## Try it
Copy each line below holding "super".

## Saved entries
# # #

//! Database identifiers to Rust identifiers.

use crate::error::{SqlError, SqlResult};

/// Strict and reserved Rust keywords, 2021+ edition.
const RUST_KEYWORDS: &[&str] = &[
    "abstract", "as", "async", "await", "become", "box", "break", "const", "continue", "crate",
    "do", "dyn", "else", "enum", "extern", "false", "final", "fn", "for", "gen", "if", "impl",
    "in", "let", "loop", "macro", "match", "mod", "move", "mut", "override", "priv", "pub", "ref",
    "return", "self", "static", "struct", "super", "trait", "true", "try", "type", "typeof",
    "unsafe", "unsized", "use", "virtual", "where", "while", "yield",
];

pub fn is_rust_keyword(ident: &str) -> bool {
    RUST_KEYWORDS.contains(&ident)
}

/// snake_case identifier for a database name.
///
/// camelCase is split, anything non-alphanumeric becomes `_`, runs collapse,
/// the result is lower-cased. A leading digit gets a `_` prefix and Rust
/// keywords get a `_` suffix.
pub fn snake_case(table: &str, name: &str) -> SqlResult<String> {
    let chars: Vec<char> = name.chars().collect();
    let mut out = String::with_capacity(name.len() + 4);

    for (i, &c) in chars.iter().enumerate() {
        if c.is_ascii_alphanumeric() {
            if c.is_ascii_uppercase() && i > 0 {
                let prev = chars[i - 1];
                let next_lower = chars.get(i + 1).is_some_and(|n| n.is_ascii_lowercase());
                let boundary = prev.is_ascii_lowercase()
                    || prev.is_ascii_digit()
                    || (prev.is_ascii_uppercase() && next_lower);
                if boundary && !out.ends_with('_') {
                    out.push('_');
                }
            }
            out.push(c.to_ascii_lowercase());
        } else if !out.is_empty() && !out.ends_with('_') {
            out.push('_');
        }
    }

    let trimmed = out.trim_end_matches('_');
    if trimmed.is_empty() {
        return Err(SqlError::InvalidIdentifier {
            table: table.to_string(),
            name: name.to_string(),
        });
    }

    let mut ident = if trimmed.starts_with(|c: char| c.is_ascii_digit()) {
        format!("_{}", trimmed)
    } else {
        trimmed.to_string()
    };
    if is_rust_keyword(&ident) {
        ident.push('_');
    }
    Ok(ident)
}

/// Convert snake_case to PascalCase for type names.
pub fn pascal_case(snake: &str) -> String {
    let pascal: String = snake
        .split('_')
        .map(|word| {
            let mut chars = word.chars();
            match chars.next() {
                Some(first) => first.to_uppercase().chain(chars).collect(),
                None => String::new(),
            }
        })
        .collect();
    if pascal.starts_with(|c: char| c.is_ascii_digit()) {
        format!("_{}", pascal)
    } else if pascal == "Self" {
        "Self_".to_string()
    } else {
        pascal
    }
}

#[cfg(test)]
mod tests {
    use super::*;

    fn snake(name: &str) -> String {
        snake_case("t", name).unwrap()
    }

    #[test]
    fn test_snake_case() {
        assert_eq!(snake("user_id"), "user_id");
        assert_eq!(snake("userId"), "user_id");
        assert_eq!(snake("UserID"), "user_id");
        assert_eq!(snake("HTTPServer"), "http_server");
        assert_eq!(snake("address2Line"), "address2_line");
        assert_eq!(snake("first name"), "first_name");
        assert_eq!(snake("__weird--name__"), "weird_name");
        assert_eq!(snake("ÉtéData"), "t_data");
    }

    #[test]
    fn test_snake_case_digits_and_keywords() {
        assert_eq!(snake("2fa_secret"), "_2fa_secret");
        assert_eq!(snake("type"), "type_");
        assert_eq!(snake("Self"), "self_");
        assert_eq!(snake("match"), "match_");
    }

    #[test]
    fn test_no_alphanumerics_is_invalid() {
        assert!(matches!(
            snake_case("users", "$$"),
            Err(SqlError::InvalidIdentifier { .. })
        ));
        assert!(snake_case("users", "").is_err());
    }

    #[test]
    fn test_pascal_case() {
        assert_eq!(pascal_case("payment_events"), "PaymentEvents");
        assert_eq!(pascal_case("users"), "Users");
        assert_eq!(pascal_case("_2fa_codes"), "_2faCodes");
        assert_eq!(pascal_case("self_"), "Self_");
    }
}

# # #

## Answer below
    "return", "self", "static", "struct", "super", "trait", "true", "try", "type", "typeof",
    use super::*;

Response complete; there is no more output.